Friday, December 18, 2015

On the Leiter/Bruya Donnybrook

I've been trying to keep up with this back-and-forth between Brians Leiter and Bruya about Bruya's criticism the PGR. (Roundup: Bruya's paper in Metaphilosophy; initial discussion at Daily Nous; Leiter's first response; Bruya's reply at Daily Nous; David Wallace's "comment on Bruya"; Leiter's most recent follow-up. Bruya has written a longer reply to Wallace hereI haven't had a chance to read it at all.) I haven't been doing a good job. There's a lot to digest, and I'm not sure what to make of it all. I am not sure whether Bruya's criticisms, on the whole, hold up.

But I guess I am inclined to think that the criticism of the PGR's sampling technique is sound. This criticism has been around for a long timeZachary Ernst has been making it since at least 2009. Leiter says it's the it is "the correct method to use when what is wanted is expert, "insider" information," but as far as I can tell, this isn't really true. It's certainly much too strong to say it's the correct methodit is one way among several of identifying experts and insiders, any of which would potentially work as well or better. So at best it is a method.

And it is a method that has serious drawbacks that I have never seen Leiter acknowledge, let alone address adequately. These problems include: that the first participants will have a disproportionate impact on the rest of the sample; that the resulting sample is not random; and that it is not possible to know whether the sample is representative of the larger group it is attempting to emulate. To me, that seems bad, and like it might not be such a great method to use for this. To me, it seems like it might be better to use a different method. A method that would be less likely to introduce bias into the sample, and is more likely to generate a sample that can be known to be representative. To me, it seems like Leiter's claim that it is "the correct method" is somewhere in the range between misleading and totally wrong, depending on whether it is merely one of several correct methods or just not even a correct method at all. And it seems to me that Leiter's response to this criticism is somewhere in the range between inadequate and nonexistent.

Of course, I could be wrong, and if I'm wrong I hope one of y'all Smokers will set me straight.

I also wanted to ask about one of David Wallace's criticisms of Bruya's analysis. In comments at Daily Nous, Wallace writes:
Just to repeat from the other thread [the relevant material is here]: the correlation is not in fact between institutional PGR rank and number of evaluators at the institution. (That correlation is extremely weak.) It's between institutional PGR rank and number of evaluators with a PhD from the institution. That's only to be expected if placement record tracks faculty quality and faculty quality isn't too wildly varying in time.* 
I suppose I think that's what you'd expect if placement record tracks faculty quality
provided, of course, that the PGR measures faculty quality. But I don't think you'd want to affirm the consequent and infer that this correlation confirms that the PGR reliably measures faculty quality.** Because that's also what you'd expect if the pool of evaluators was disproportionately packed with people who studied at a particular set of institutions, who then vote one another's Ph.D.-granting institutions up. And I think that's what you'd expect if you started with a small group of elite evaluators, and then accumulated additional evaluators by getting current evaluators to nominate their friends. I mean, sure, maybe this correlation just confirms that the best researchers studied in the best departments. But it's not as though they use an independent procedure for identifying objectively qualified potential evaluators and assessing their competence, or have independently confirmed that the sample is representative.
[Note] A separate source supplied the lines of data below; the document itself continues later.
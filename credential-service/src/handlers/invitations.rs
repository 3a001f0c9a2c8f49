//! Invitation handlers: thin orchestration over the invitation service.

use axum::{
    extract::{Path, State},
    http::{HeaderMap, StatusCode},
    Json,
};
use serde::{Deserialize, Serialize};
use uuid::Uuid;
use validator::Validate;

use crate::services::{AoInvitationAttributes, CdInvitationAttributes};
use crate::utils::validation::ValidatedJson;
use crate::AppState;
use portal_core::error::AppError;

// ============================================================================
// Request/Response DTOs
// ============================================================================

#[derive(Debug, Deserialize, Validate)]
pub struct CreateCdInvitationRequest {
    pub invited_given_name: String,
    pub invited_family_name: String,
    pub phone_raw: String,
    pub invited_email: String,
    pub invited_email_confirmation: String,
}

#[derive(Debug, Deserialize, Validate)]
pub struct CreateAoInvitationRequest {
    #[serde(default)]
    pub invited_given_name: String,
    #[serde(default)]
    pub invited_family_name: String,
    pub invited_email: String,
    pub invited_email_confirmation: String,
}

#[derive(Debug, Serialize)]
pub struct InvitationCreatedResponse {
    pub invitation_id: Uuid,
    /// Handed to the Credential Delegate out of band; absent for AO
    /// invitations.
    #[serde(skip_serializing_if = "Option::is_none")]
    pub verification_code: Option<String>,
}

#[derive(Debug, Deserialize, Default)]
pub struct ConfirmRequest {
    pub verification_code: Option<String>,
}

#[derive(Debug, Serialize)]
pub struct AcceptResponse {
    pub invitation_id: Uuid,
    pub status: &'static str,
}

#[derive(Debug, Serialize)]
pub struct RegisterResponse {
    pub user_id: Uuid,
    pub organization_id: Uuid,
    pub role: &'static str,
}

// ============================================================================
// Handlers
// ============================================================================

/// Invite a Credential Delegate.
///
/// POST /organizations/{org_id}/credential_delegate_invitations
#[tracing::instrument(skip(state, headers, req), fields(org_id = %org_id))]
pub async fn create_cd_invitation(
    State(state): State<AppState>,
    Path(org_id): Path<Uuid>,
    headers: HeaderMap,
    ValidatedJson(req): ValidatedJson<CreateCdInvitationRequest>,
) -> Result<(StatusCode, Json<InvitationCreatedResponse>), AppError> {
    let actor = super::actor_id(&headers)?;

    let invitation = state
        .invitations
        .invite_credential_delegate(
            org_id,
            actor,
            CdInvitationAttributes {
                invited_given_name: req.invited_given_name,
                invited_family_name: req.invited_family_name,
                phone_raw: req.phone_raw,
                invited_email: req.invited_email,
                invited_email_confirmation: req.invited_email_confirmation,
            },
        )
        .await?;

    Ok((
        StatusCode::CREATED,
        Json(InvitationCreatedResponse {
            invitation_id: invitation.invitation_id,
            verification_code: invitation.verification_code,
        }),
    ))
}

/// Self-service Authorized Official invitation.
///
/// POST /organizations/{org_id}/authorized_official_invitations
#[tracing::instrument(skip(state, req), fields(org_id = %org_id))]
pub async fn create_ao_invitation(
    State(state): State<AppState>,
    Path(org_id): Path<Uuid>,
    ValidatedJson(req): ValidatedJson<CreateAoInvitationRequest>,
) -> Result<(StatusCode, Json<InvitationCreatedResponse>), AppError> {
    let invitation = state
        .invitations
        .invite_authorized_official(
            org_id,
            AoInvitationAttributes {
                invited_given_name: req.invited_given_name,
                invited_family_name: req.invited_family_name,
                invited_email: req.invited_email,
                invited_email_confirmation: req.invited_email_confirmation,
            },
        )
        .await?;

    Ok((
        StatusCode::CREATED,
        Json(InvitationCreatedResponse {
            invitation_id: invitation.invitation_id,
            verification_code: None,
        }),
    ))
}

/// Verify the accepting identity against the invitation.
///
/// POST /organizations/{org_id}/invitations/{invitation_id}/accept
#[tracing::instrument(skip(state, headers), fields(org_id = %org_id, invitation_id = %invitation_id))]
pub async fn accept_invitation(
    State(state): State<AppState>,
    Path((org_id, invitation_id)): Path<(Uuid, Uuid)>,
    headers: HeaderMap,
) -> Result<Json<AcceptResponse>, AppError> {
    let token = super::bearer_token(&headers)?;

    let (invitation, _claims) = state
        .invitations
        .verify_identity(org_id, invitation_id, &token)
        .await?;

    Ok(Json(AcceptResponse {
        invitation_id: invitation.invitation_id,
        status: "identity_verified",
    }))
}

/// Confirm acceptance conditions (CD verification code).
///
/// POST /organizations/{org_id}/invitations/{invitation_id}/confirm
#[tracing::instrument(skip(state, headers, req), fields(org_id = %org_id, invitation_id = %invitation_id))]
pub async fn confirm_invitation(
    State(state): State<AppState>,
    Path((org_id, invitation_id)): Path<(Uuid, Uuid)>,
    headers: HeaderMap,
    Json(req): Json<ConfirmRequest>,
) -> Result<Json<AcceptResponse>, AppError> {
    let token = super::bearer_token(&headers)?;

    let (invitation, _claims) = state
        .invitations
        .verify_identity(org_id, invitation_id, &token)
        .await?;
    state
        .invitations
        .confirm(&invitation, req.verification_code.as_deref())?;

    Ok(Json(AcceptResponse {
        invitation_id: invitation.invitation_id,
        status: "conditions_verified",
    }))
}

/// Complete registration: grant the organization role.
///
/// POST /organizations/{org_id}/invitations/{invitation_id}/register
#[tracing::instrument(skip(state, headers, req), fields(org_id = %org_id, invitation_id = %invitation_id))]
pub async fn register_invitation(
    State(state): State<AppState>,
    Path((org_id, invitation_id)): Path<(Uuid, Uuid)>,
    headers: HeaderMap,
    Json(req): Json<ConfirmRequest>,
) -> Result<(StatusCode, Json<RegisterResponse>), AppError> {
    let token = super::bearer_token(&headers)?;

    let outcome = state
        .invitations
        .register(
            org_id,
            invitation_id,
            &token,
            req.verification_code.as_deref(),
        )
        .await?;

    let role = if outcome.invitation.is_authorized_official() {
        "authorized_official"
    } else {
        "credential_delegate"
    };

    Ok((
        StatusCode::CREATED,
        Json(RegisterResponse {
            user_id: outcome.user.user_id,
            organization_id: org_id,
            role,
        }),
    ))
}

/// Request a fresh invitation for an expired AO invitation.
///
/// POST /organizations/{org_id}/invitations/{invitation_id}/renew
#[tracing::instrument(skip(state), fields(org_id = %org_id, invitation_id = %invitation_id))]
pub async fn renew_invitation(
    State(state): State<AppState>,
    Path((org_id, invitation_id)): Path<(Uuid, Uuid)>,
) -> Result<(StatusCode, Json<InvitationCreatedResponse>), AppError> {
    let replacement = state.invitations.renew(org_id, invitation_id).await?;

    Ok((
        StatusCode::CREATED,
        Json(InvitationCreatedResponse {
            invitation_id: replacement.invitation_id,
            verification_code: None,
        }),
    ))
}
So maybe this correlation just confirms that evaluators tend to have gone to grad school at high-ranking departments, and people who went to grad school at high-ranking departments have a lot of friends who also went to grad school at high-ranking departments, which is how they got nominated to become evaluators, and then they give that group of schools high ratings. If there was some sort of objective standard for being a qualified evaluator, and the pool of actual evaluators was selected in a way that was likely to generate a sample that is representative of the larger pool of research-active philosophers, and then you ended up with a correlation like that, then I'd be inclined to agree that it was evidence that things with the PGR were working more or less well. But that's not the situation.

Seriously. Wallace's result here is consistent with the hypothesis that the PGR's pool of evaluators is largely populated with people who studied at the highest-ranked schools, who then determine that those are the schools that are ranked the highest. Right? That's bad, right? This is a suspicious result, right? It's suspicious if a survey of an unrepresentative sample consistently shows that the departments that are overrepresented in the sample are the best, right? I realize it would have been better for Bruya to have been explicit about what 'from' means, but it's not any less problematic if it means "where you got your Ph.D." instead of "where you currently work," right? Am I wrong? Have I misunderstood? Help, please.

--Mr Zero

*Wallace's blog comment is a more succinct restatement of material he presents on page 6 of his critique.

**I do not take Wallace to be doing this. Wallace is clear on p. 6 of the longer piece that his point is that an argument based on this correlation for the conclusion that the PGR is unreliable is question-begging, not that the correlation confirms that the PGR is reliable.